We returned safe and sound and exhausted from our trip to Madeline Island. It was absolutely beautiful, it really was. There are a million things to write about and I’ll get to them, hopefully! So let’s do bullet points!

  • First and foremost, the wedding was beautiful and simple. Only close family, very small ceremony, no big planning. A lot of specifics weren’t even figured out until a few hours before the ceremony. I love that. I’ve really come to appreciate simplicity in these sorts of things. Writing the advice column and watching what my sister went through with her wedding sort of kills the fantasy about weddings.
    • Mary-Alice could not have been more lovely in her wedding dress.

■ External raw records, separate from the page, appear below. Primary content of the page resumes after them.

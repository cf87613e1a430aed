//! Regulatory classification: split the section into candidate phrases,
//! map each to the canonical taxonomy (regex → repair rules → fuzzy), and
//! rank by match tier with provenance.

use std::sync::LazyLock;

use regex::Regex;
use serde::Serialize;
use strsim::jaro_winkler;
use tracing::debug;

use crate::labels::{normalize_label, MASTER_LABELS};
use crate::pipeline::normalize::Document;
use crate::pipeline::sections::Section;
use crate::template::RegulatoryRules;

#[derive(Debug, Clone, Copy, PartialEq, Eq, Serialize)]
pub enum MatchSource {
    Regex,
    Rule,
    Fuzzy,
    None,
}

impl MatchSource {
    pub fn as_str(self) -> &'static str {
        match self {
            MatchSource::Regex => "regex",
            MatchSource::Rule => "rule",
            MatchSource::Fuzzy => "fuzzy",
            MatchSource::None => "none",
        }
    }
}

#[derive(Debug, Clone, Serialize)]
pub struct RegulatoryItem {
    pub raw: String,
    pub norm: String,
    /// Parenthesised qualifier next to the label, e.g. a threshold note.
    pub threshold: String,
    pub category: Option<String>,
    pub score: u32,
    pub source: MatchSource,
}

const DEFAULT_SPLIT_TOKENS: &[&str] = &[",", ";", "·", "/", "|"];
const DEFAULT_MIN_FUZZY_SCORE: u32 = 82;

static NUMERIC_ONLY_RE: LazyLock<Regex> =
    LazyLock::new(|| Regex::new(r"^[\d\.\%\s\(\)\[\]\-~]+$").unwrap());
static FALLBACK_PREFIX_RE: LazyLock<Regex> =
    LazyLock::new(|| Regex::new(r"(?i)^\s*(?:PRODUCT|항목|대상물질)\s*:\s*").unwrap());
static FALLBACK_SPLIT_RE: LazyLock<Regex> = LazyLock::new(|| Regex::new(r"[;,/|·]\s*").unwrap());
static THRESHOLD_RE: LazyLock<Regex> =
    LazyLock::new(|| Regex::new(r"\(\s*([^()]{1,40})\s*\)").unwrap());

pub struct RegulatoryClassifier {
    split_tokens: Vec<String>,
    product_headers: Vec<String>,
    bullet_headers: Vec<String>,
    min_fuzzy_score: u32,
}

impl RegulatoryClassifier {
    pub fn new(rules: &RegulatoryRules) -> Self {
        let split_tokens = if rules.split_tokens.is_empty() {
            DEFAULT_SPLIT_TOKENS.iter().map(|s| s.to_string()).collect()
        } else {
            rules.split_tokens.clone()
        };
        Self {
            split_tokens,
            product_headers: rules.product_headers.clone(),
            bullet_headers: rules.bullet_headers.clone(),
            min_fuzzy_score: DEFAULT_MIN_FUZZY_SCORE,
        }
    }

    pub fn extract(&self, doc: &Document, section: Option<&Section>) -> Vec<RegulatoryItem> {
        let sec_text = section.map(|s| s.body.as_str()).unwrap_or("");

        let mut cands = self.split_candidates(sec_text);
        if cands.is_empty() {
            cands = fallback_regex_candidates(sec_text);
        }
        if cands.is_empty() {
            // No usable section: scan a keyword context window over
            // whatever text there is, the whole document if need be.
            let scan = if sec_text.trim().is_empty() { &doc.text } else { sec_text };
            cands = keyword_window_candidates(scan);
        }
        cands.retain(|c| !NUMERIC_ONLY_RE.is_match(c));

        let mut items: Vec<RegulatoryItem> = cands
            .into_iter()
            .map(|raw| {
                let threshold = threshold_note(&raw);
                let (category, score, source, norm) = map_label(&raw, self.min_fuzzy_score);
                RegulatoryItem { raw, norm, threshold, category, score, source }
            })
            .collect();

        // Tiered ranking; stable sort preserves candidate order per tier.
        items.sort_by_key(|i| tier(i));
        debug!("regulatory: {} candidates classified", items.len());
        items
    }

    /// Template-declared splitting: strip bullet/product headers per line,
    /// then cut on the delimiter tokens.
    fn split_candidates(&self, text: &str) -> Vec<String> {
        let mut items = Vec::new();
        for raw in text.lines() {
            let mut line = raw.trim().to_string();
            if line.chars().count() < 2 {
                continue;
            }
            for b in &self.bullet_headers {
                if let Some(rest) = line.strip_prefix(b.as_str()) {
                    line = rest.trim_start().to_string();
                }
            }
            for h in &self.product_headers {
                if let Some(rest) = line.strip_prefix(h.as_str()) {
                    line = rest.trim_start_matches([':', ' ']).to_string();
                }
            }
            let mut parts = vec![line];
            for tok in &self.split_tokens {
                parts = parts
                    .iter()
                    .flat_map(|p| p.split(tok.as_str()))
                    .map(|q| q.trim().to_string())
                    .collect();
            }
            items.extend(parts.into_iter().filter(|p| p.chars().count() >= 2));
        }
        dedup_keep_order(items)
    }
}

/// Regex fallback splitter plus canonical-pattern context capture.
fn fallback_regex_candidates(text: &str) -> Vec<String> {
    if text.trim().is_empty() {
        return Vec::new();
    }
    let mut rough: Vec<String> = Vec::new();
    for line in text.lines() {
        let line = FALLBACK_PREFIX_RE.replace(line, "");
        rough.extend(
            FALLBACK_SPLIT_RE
                .split(&line)
                .map(str::trim)
                .filter(|p| !p.is_empty())
                .map(str::to_string),
        );
    }

    let mut cands = Vec::new();
    let mut scan: Vec<&str> = rough.iter().map(String::as_str).collect();
    scan.push(text);
    for chunk in scan {
        for (canon_re, _) in master_regexes() {
            for m in canon_re.find_iter(chunk) {
                let extra: String = chunk[m.end()..].chars().take(40).collect();
                cands.push(format!("{}{}", m.as_str(), extra).trim().to_string());
            }
        }
    }
    dedup_keep_order(cands)
}

fn master_regexes() -> impl Iterator<Item = (&'static Regex, &'static str)> {
    static REGEXES: LazyLock<Vec<(Regex, String)>> = LazyLock::new(|| {
        // Reuse the taxonomy's priority patterns as context finders.
        MASTER_LABELS
            .labels
            .iter()
            .filter_map(|canon| {
                let escaped: Vec<String> =
                    canon.chars().map(|c| regex::escape(&c.to_string())).collect();
                Regex::new(&escaped.join(r"\s*")).ok().map(|re| (re, canon.clone()))
            })
            .collect()
    });
    REGEXES.iter().map(|(re, canon)| (re, canon.as_str()))
}

/// Last resort: lines around any regulatory hint token.
fn keyword_window_candidates(text: &str) -> Vec<String> {
    let lines: Vec<&str> = text.lines().collect();
    let hints = &MASTER_LABELS.hint_tokens;
    let mut out = Vec::new();
    for (i, line) in lines.iter().enumerate() {
        let low = line.to_lowercase();
        if hints.iter().any(|h| low.contains(&h.to_lowercase())) {
            let from = i.saturating_sub(2);
            let to = (i + 3).min(lines.len());
            out.extend(
                lines[from..to]
                    .iter()
                    .map(|l| l.trim().to_string())
                    .filter(|l| !l.is_empty()),
            );
        }
    }
    dedup_keep_order(out)
}

fn dedup_keep_order(items: Vec<String>) -> Vec<String> {
    let mut seen = std::collections::HashSet::new();
    items.into_iter().filter(|i| seen.insert(i.clone())).collect()
}

fn threshold_note(raw: &str) -> String {
    THRESHOLD_RE
        .captures(raw)
        .map(|c| c[1].trim().to_string())
        .unwrap_or_default()
}

/// Suffix repairs for truncated labels; these fire only after regex and
/// exact matching fail.
fn repair_rules(norm: &str) -> Option<(&'static str, u32)> {
    if norm.ends_with("작업환경측정") {
        return Some(("작업환경측정물질", 95));
    }
    if norm.ends_with("노출기준설정") {
        return Some(("노출기준설정대상물질", 95));
    }
    if norm == "prtr" {
        return Some(("PRTR물질", 95));
    }
    None
}

/// Map one candidate to the canonical taxonomy. Returns (category, score,
/// source, normalized form); unmapped candidates score 0 but are reported.
pub fn map_label(raw: &str, min_fuzzy_score: u32) -> (Option<String>, u32, MatchSource, String) {
    let norm = normalize_label(raw);

    if let Some(canon) = MASTER_LABELS.regex_hit(raw) {
        return (Some(canon.to_string()), 100, MatchSource::Regex, norm);
    }
    if let Some(canon) = MASTER_LABELS.regex_hit(&norm) {
        return (Some(canon.to_string()), 100, MatchSource::Regex, norm);
    }
    if let Some(canon) = MASTER_LABELS.exact(&norm) {
        return (Some(canon.to_string()), 100, MatchSource::Regex, norm);
    }
    if let Some((canon, score)) = repair_rules(&norm) {
        return (Some(canon.to_string()), score, MatchSource::Rule, norm);
    }
    if !norm.is_empty() {
        let best = MASTER_LABELS
            .norm_entries()
            .map(|(key, canon)| ((jaro_winkler(&norm, key) * 100.0).round() as u32, canon))
            .max_by_key(|(score, _)| *score);
        if let Some((score, canon)) = best {
            if score >= min_fuzzy_score {
                return (Some(canon.to_string()), score, MatchSource::Fuzzy, norm);
            }
        }
    }
    (None, 0, MatchSource::None, norm)
}

fn tier(item: &RegulatoryItem) -> u8 {
    if item.source == MatchSource::Regex || item.score >= 90 {
        0
    } else if item.source == MatchSource::Fuzzy {
        1
    } else {
        2
    }
}

#[cfg(test)]
mod tests {
    use super::*;
    use crate::pipeline::sections::{split_sections, SectionKey};

    fn run(text: &str) -> Vec<RegulatoryItem> {
        let doc = Document::from_raw(text);
        let seg = split_sections(&doc);
        RegulatoryClassifier::new(&RegulatoryRules::default())
            .extract(&doc, seg.get(SectionKey::Regulatory))
    }

    #[test]
    fn regex_tier_maps_loose_phrasing() {
        let items = run("---- PAGE 1 ----\n15. 법적 규제현황\n작업환경측정 대상물질\n");
        let item = items
            .iter()
            .find(|i| i.raw.contains("작업환경측정"))
            .unwrap();
        assert_eq!(item.category.as_deref(), Some("작업환경측정물질"));
        assert_eq!(item.score, 100);
        assert_eq!(item.source, MatchSource::Regex);
    }

    #[test]
    fn unmapped_candidate_still_reported() {
        let items = run("---- PAGE 1 ----\n15. 법적 규제현황\n임의의 텍스트123\n");
        let item = items.iter().find(|i| i.raw.contains("임의의")).unwrap();
        assert_eq!(item.source, MatchSource::None);
        assert_eq!(item.score, 0);
        assert!(item.category.is_none());
    }

    #[test]
    fn delimiter_splitting() {
        let items = run("---- PAGE 1 ----\n15. 법적 규제현황\n유독물질 · 지정폐기물\n");
        assert!(items.iter().any(|i| i.category.as_deref() == Some("유독물질")));
        assert!(items.iter().any(|i| i.category.as_deref() == Some("지정폐기물")));
    }

    #[test]
    fn suffix_repair_rule() {
        let (canon, score, source, _) = map_label("수질오염 작업환경측정", DEFAULT_MIN_FUZZY_SCORE);
        // Regex never fires without the 물질 suffix; the repair rule does.
        assert_eq!(canon.as_deref(), Some("작업환경측정물질"));
        assert_eq!(score, 95);
        assert_eq!(source, MatchSource::Rule);
    }

    #[test]
    fn fuzzy_tier_catches_typos() {
        let (canon, score, source, _) = map_label("지성폐기물", DEFAULT_MIN_FUZZY_SCORE);
        assert_eq!(canon.as_deref(), Some("지정폐기물"));
        assert!(score >= DEFAULT_MIN_FUZZY_SCORE);
        assert_eq!(source, MatchSource::Fuzzy);
    }

    #[test]
    fn tiers_rank_and_preserve_order() {
        let items = run(
            "---- PAGE 1 ----\n15. 법적 규제현황\n무관한후보가나다\n유독물질\n또다른무관한것\n",
        );
        assert_eq!(items[0].category.as_deref(), Some("유독물질"));
        // Both unmapped candidates keep their original relative order.
        let unmapped: Vec<&str> = items
            .iter()
            .filter(|i| i.source == MatchSource::None)
            .map(|i| i.raw.as_str())
            .collect();
        assert_eq!(unmapped, vec!["무관한후보가나다", "또다른무관한것"]);
    }

    #[test]
    fn threshold_note_captured() {
        let items = run("---- PAGE 1 ----\n15. 법적 규제현황\n노출기준설정 대상물질 (25kg 이상)\n");
        let item = items.iter().find(|i| !i.threshold.is_empty()).unwrap();
        assert_eq!(item.threshold, "25kg 이상");
        assert_eq!(item.category.as_deref(), Some("노출기준설정대상물질"));
    }

    #[test]
    fn whole_document_window_when_section_missing() {
        let doc = Document::from_raw(
            "---- PAGE 1 ----\n서두 내용\n이 제품은 작업환경측정 대상물질 입니다\n후속 내용\n",
        );
        let seg = split_sections(&doc);
        let items = RegulatoryClassifier::new(&RegulatoryRules::default())
            .extract(&doc, seg.get(SectionKey::Regulatory));
        assert!(items
            .iter()
            .any(|i| i.category.as_deref() == Some("작업환경측정물질")));
    }
}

She was able to use her mother’s wedding dress (rescued and rehabbed post-Katrina), cut to a classic tea-length. The addition of simple pearls and mary-janes and you could have wept seeing it.
    • There were 16 people involved (including the bride and groom), so we all got to pair up and be in the processional. David walked his mom up the aisle and I got to walk with Matt’s (insanely adorable) little nephew!

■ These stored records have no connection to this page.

use anyhow::Result;
use rusqlite::Connection;

use crate::pipeline::extract::concentration::ConcValue;
use crate::pipeline::DocumentReport;

const DB_PATH: &str = "data/sds.sqlite";

pub fn connect() -> Result<Connection> {
    if let Some(parent) = std::path::Path::new(DB_PATH).parent() {
        std::fs::create_dir_all(parent)?;
    }
    let conn = Connection::open(DB_PATH)?;
    conn.execute_batch("PRAGMA journal_mode=WAL; PRAGMA foreign_keys=ON;")?;
    Ok(conn)
}

pub fn init_schema(conn: &Connection) -> Result<()> {
    conn.execute_batch(
        "
        CREATE TABLE IF NOT EXISTS documents (
            id               INTEGER PRIMARY KEY,
            file             TEXT UNIQUE NOT NULL,
            pages            INTEGER NOT NULL DEFAULT 0,
            chars            INTEGER NOT NULL DEFAULT 0,
            error            TEXT,
            template         TEXT,
            router_score     REAL,
            doc_locked       BOOLEAN NOT NULL DEFAULT 0,
            template_created BOOLEAN NOT NULL DEFAULT 0,
            route_reason     TEXT,
            route_candidates TEXT,
            extract_score    INTEGER NOT NULL DEFAULT 0,
            product_name     TEXT,
            company          TEXT,
            address          TEXT,
            doc_no           TEXT,
            signal_word      TEXT,
            processed_at     TEXT NOT NULL DEFAULT (datetime('now'))
        );
        CREATE INDEX IF NOT EXISTS idx_documents_template ON documents(template);

        CREATE TABLE IF NOT EXISTS sections (
            id           INTEGER PRIMARY KEY,
            document_id  INTEGER NOT NULL REFERENCES documents(id),
            key          TEXT NOT NULL,
            title        TEXT NOT NULL,
            start_off    INTEGER NOT NULL,
            end_off      INTEGER NOT NULL,
            body         TEXT
        );
        CREATE INDEX IF NOT EXISTS idx_sections_document ON sections(document_id);

        CREATE TABLE IF NOT EXISTS composition (
            id           INTEGER PRIMARY KEY,
            document_id  INTEGER NOT NULL REFERENCES documents(id),
            name         TEXT,
            alias        TEXT,
            cas          TEXT NOT NULL,
            conc_raw     TEXT,
            low          REAL,
            high         REAL,
            value        REAL,
            cmp_op       TEXT,
            unit         TEXT,
            rep          REAL,
            strategy     TEXT
        );
        CREATE INDEX IF NOT EXISTS idx_composition_document ON composition(document_id);
        CREATE INDEX IF NOT EXISTS idx_composition_cas ON composition(cas);

        CREATE TABLE IF NOT EXISTS physchem (
            id           INTEGER PRIMARY KEY,
            document_id  INTEGER NOT NULL REFERENCES documents(id),
            key          TEXT NOT NULL,
            label        TEXT NOT NULL,
            value        TEXT NOT NULL,
            source       TEXT NOT NULL CHECK(source IN ('table','text'))
        );
        CREATE INDEX IF NOT EXISTS idx_physchem_document ON physchem(document_id);

        CREATE TABLE IF NOT EXISTS regulatory (
            id           INTEGER PRIMARY KEY,
            document_id  INTEGER NOT NULL REFERENCES documents(id),
            raw          TEXT NOT NULL,
            norm         TEXT NOT NULL,
            threshold    TEXT,
            category     TEXT,
            score        INTEGER NOT NULL DEFAULT 0,
            source       TEXT NOT NULL CHECK(source IN ('regex','rule','fuzzy','none'))
        );
        CREATE INDEX IF NOT EXISTS idx_regulatory_document ON regulatory(document_id);

        CREATE TABLE IF NOT EXISTS hazard_codes (
            id           INTEGER PRIMARY KEY,
            document_id  INTEGER NOT NULL REFERENCES documents(id),
            kind         TEXT NOT NULL CHECK(kind IN ('H','P','GHS')),
            code         TEXT NOT NULL,
            UNIQUE(document_id, kind, code)
        );

        CREATE TABLE IF NOT EXISTS classifications (
            id           INTEGER PRIMARY KEY,
            document_id  INTEGER NOT NULL REFERENCES documents(id),
            hazard_class TEXT NOT NULL,
            category     TEXT NOT NULL,
            raw          TEXT
        );
        CREATE INDEX IF NOT EXISTS idx_classifications_document ON classifications(document_id);
        ",
    )?;
    Ok(())
}

/// Persist a batch of reports, replacing any previous run of the same files.
pub fn save_reports(conn: &Connection, reports: &[DocumentReport]) -> Result<()> {
    let tx = conn.unchecked_transaction()?;
    for report in reports {
        save_one(&tx, report)?;
    }
    tx.commit()?;
    Ok(())
}

fn save_one(tx: &rusqlite::Transaction, report: &DocumentReport) -> Result<()> {
    let old_id = tx
        .query_row(
            "SELECT id FROM documents WHERE file = ?1",
            [&report.file],
            |r| r.get::<_, i64>(0),
        )
        .ok();
    if let Some(old_id) = old_id {
        for table in [
            "sections",
            "composition",
            "physchem",
            "regulatory",
            "hazard_codes",
            "classifications",
        ] {
            tx.execute(&format!("DELETE FROM {table} WHERE document_id = ?1"), [old_id])?;
        }
        tx.execute("DELETE FROM documents WHERE id = ?1", [old_id])?;
    }

    let route = report.route.as_ref();
    let ident = report.data.as_ref().map(|d| &d.ident);
    let signal = report
        .data
        .as_ref()
        .map(|d| d.hazards.signal_word.as_str())
        .unwrap_or("");

    let candidates_json = route
        .and_then(|r| serde_json::to_string(&r.candidates).ok())
        .unwrap_or_default();

    tx.execute(
        "INSERT INTO documents
         (file, pages, chars, error, template, router_score, doc_locked,
          template_created, route_reason, route_candidates, extract_score,
          product_name, company, address, doc_no, signal_word, processed_at)
         VALUES (?1,?2,?3,?4,?5,?6,?7,?8,?9,?10,?11,?12,?13,?14,?15,?16,?17)",
        rusqlite::params![
            report.file,
            report.pages as i64,
            report.chars as i64,
            report.error,
            route.map(|r| r.selected.as_str()),
            route.map(|r| r.score),
            route.map(|r| r.locked).unwrap_or(false),
            route.map(|r| r.created).unwrap_or(false),
            route.map(|r| r.reason.as_str()),
            candidates_json,
            report.extract_score,
            ident.map(|i| i.product_name.as_str()),
            ident.map(|i| i.company.as_str()),
            ident.map(|i| i.address.as_str()),
            ident.map(|i| i.doc_no.as_str()),
            signal,
            report.processed_at.to_rfc3339(),
        ],
    )?;
    let doc_id = tx.last_insert_rowid();

    {
        let mut stmt = tx.prepare(
            "INSERT INTO sections (document_id, key, title, start_off, end_off, body)
             VALUES (?1, ?2, ?3, ?4, ?5, ?6)",
        )?;
        for key in &report.segmentation.order {
            if let Some(s) = report.segmentation.get(*key) {
                stmt.execute(rusqlite::params![
                    doc_id,
                    s.key.as_str(),
                    s.title,
                    s.start as i64,
                    s.end as i64,
                    s.body,
                ])?;
            }
        }
    }

    let Some(data) = &report.data else {
        return Ok(());
    };

    {
        let strategy = data.composition.strategy.unwrap_or("");
        let mut stmt = tx.prepare(
            "INSERT INTO composition
             (document_id, name, alias, cas, conc_raw, low, high, value, cmp_op, unit, rep, strategy)
             VALUES (?1,?2,?3,?4,?5,?6,?7,?8,?9,?10,?11,?12)",
        )?;
        for row in &data.composition.rows {
            let (low, high, value, cmp_op) = match row.conc.as_ref().map(|c| &c.value) {
                Some(ConcValue::Range { low, high }) => (Some(*low), Some(*high), None, None),
                Some(ConcValue::Comparator { op, value }) => {
                    (None, None, Some(*value), Some(op.clone()))
                }
                Some(ConcValue::Single { value }) => (None, None, Some(*value), None),
                None => (None, None, None, None),
            };
            stmt.execute(rusqlite::params![
                doc_id,
                row.name,
                row.alias,
                row.cas,
                row.conc_raw(),
                low,
                high,
                value,
                cmp_op,
                row.conc.as_ref().map(|c| c.unit.as_str()),
                row.representative(),
                strategy,
            ])?;
        }
    }

    {
        let mut stmt = tx.prepare(
            "INSERT INTO physchem (document_id, key, label, value, source)
             VALUES (?1, ?2, ?3, ?4, ?5)",
        )?;
        for row in &data.physchem {
            stmt.execute(rusqlite::params![
                doc_id,
                row.key,
                row.label,
                row.value,
                row.source.as_str(),
            ])?;
        }
    }

    {
        let mut stmt = tx.prepare(
            "INSERT INTO regulatory (document_id, raw, norm, threshold, category, score, source)
             VALUES (?1, ?2, ?3, ?4, ?5, ?6, ?7)",
        )?;
        for item in &data.regulatory {
            stmt.execute(rusqlite::params![
                doc_id,
                item.raw,
                item.norm,
                item.threshold,
                item.category,
                item.score,
                item.source.as_str(),
            ])?;
        }
    }

    {
        let mut stmt = tx.prepare(
            "INSERT OR IGNORE INTO hazard_codes (document_id, kind, code) VALUES (?1, ?2, ?3)",
        )?;
        for code in &data.hazards.h_codes {
            stmt.execute(rusqlite::params![doc_id, "H", code])?;
        }
        for code in &data.hazards.p_codes {
            stmt.execute(rusqlite::params![doc_id, "P", code])?;
        }
        for code in &data.hazards.pictograms {
            stmt.execute(rusqlite::params![doc_id, "GHS", code])?;
        }
    }

    {
        let mut stmt = tx.prepare(
            "INSERT INTO classifications (document_id, hazard_class, category, raw)
             VALUES (?1, ?2, ?3, ?4)",
        )?;
        for c in &data.hazards.classifications {
            stmt.execute(rusqlite::params![doc_id, c.hazard_class, c.category, c.raw])?;
        }
    }

    Ok(())
}

// ── Stats ──

pub struct Stats {
    pub documents: usize,
    pub errors: usize,
    pub flagged: usize,
    pub composition_rows: usize,
    pub physchem_rows: usize,
    pub regulatory_rows: usize,
}

pub fn get_stats(conn: &Connection) -> Result<Stats> {
    let documents: usize = conn.query_row("SELECT COUNT(*) FROM documents", [], |r| r.get(0))?;
    let errors: usize = conn.query_row(
        "SELECT COUNT(*) FROM documents WHERE error IS NOT NULL",
        [],
        |r| r.get(0),
    )?;
    let flagged: usize = conn.query_row(
        "SELECT COUNT(*) FROM documents WHERE error IS NOT NULL OR extract_score < 100",
        [],
        |r| r.get(0),
    )?;
    let composition_rows: usize =
        conn.query_row("SELECT COUNT(*) FROM composition", [], |r| r.get(0))?;
    let physchem_rows: usize = conn.query_row("SELECT COUNT(*) FROM physchem", [], |r| r.get(0))?;
    let regulatory_rows: usize =
        conn.query_row("SELECT COUNT(*) FROM regulatory", [], |r| r.get(0))?;
    Ok(Stats {
        documents,
        errors,
        flagged,
        composition_rows,
        physchem_rows,
        regulatory_rows,
    })
}

// ── Overview ──

pub struct OverviewRow {
    pub file: String,
    pub template: String,
    pub router_score: f64,
    pub locked: bool,
    pub extract_score: i64,
    pub comp_rows: i64,
    pub reg_rows: i64,
    pub product: String,
    pub error: String,
}

pub fn fetch_overview(
    conn: &Connection,
    flagged_only: bool,
    limit: usize,
) -> Result<Vec<OverviewRow>> {
    let where_clause = if flagged_only {
        " WHERE d.error IS NOT NULL OR d.extract_score < 100"
    } else {
        ""
    };
    let sql = format!(
        "SELECT d.file, COALESCE(d.template,''), COALESCE(d.router_score,0), d.doc_locked,
                d.extract_score,
                (SELECT COUNT(*) FROM composition c WHERE c.document_id = d.id),
                (SELECT COUNT(*) FROM regulatory r WHERE r.document_id = d.id),
                COALESCE(d.product_name,''), COALESCE(d.error,'')
         FROM documents d{where_clause}
         ORDER BY d.extract_score ASC, d.file
         LIMIT {limit}"
    );
    let mut stmt = conn.prepare(&sql)?;
    let rows = stmt
        .query_map([], |row| {
            Ok(OverviewRow {
                file: row.get(0)?,
                template: row.get(1)?,
                router_score: row.get(2)?,
                locked: row.get(3)?,
                extract_score: row.get(4)?,
                comp_rows: row.get(5)?,
                reg_rows: row.get(6)?,
                product: row.get(7)?,
                error: row.get(8)?,
            })
        })?
        .collect::<Result<Vec<_>, _>>()?;
    Ok(rows)
}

    • Mary-Alice had asked us to hum the Wedding March as her father walked her up the aisle. Instead, it was decided that we would surprise her and sing “You Are My Sunshine” instead. The look on her face was priceless.

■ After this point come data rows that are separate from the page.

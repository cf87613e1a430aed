use thiserror::Error;

/// Fatal, per-document failures. Anything else downgrades to "try the next
/// strategy" inside the stage that hit it.
#[derive(Debug, Error)]
pub enum DocumentError {
    #[error("too little text ({chars} non-space chars, need {min})")]
    TooLittleText { chars: usize, min: usize },

    #[error("no `---- PAGE n ----` markers in input")]
    NoPageMarkers,

    #[error("unreadable input: {0}")]
    Unreadable(String),
}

    • In sum, the whole event focused not on spectacle or drama, but on the very core of the matter: two people who love each other very much coming forward and entering into a public contract of obligation. Two people focused only on each other, basking only in the love of family.
  • The dogs, bless their retarded hearts, wore themselves out running all week. The house that Mary-Alice rented for the week was huge (comfortably holding all 16 of us), on a giant piece of land and allowed dogs! I’m not sure she knows how much I appreciate that I got to bring the doofuses with me on this trip. For whatever stress they may cause in the moment, they are always such a huge comfort to me.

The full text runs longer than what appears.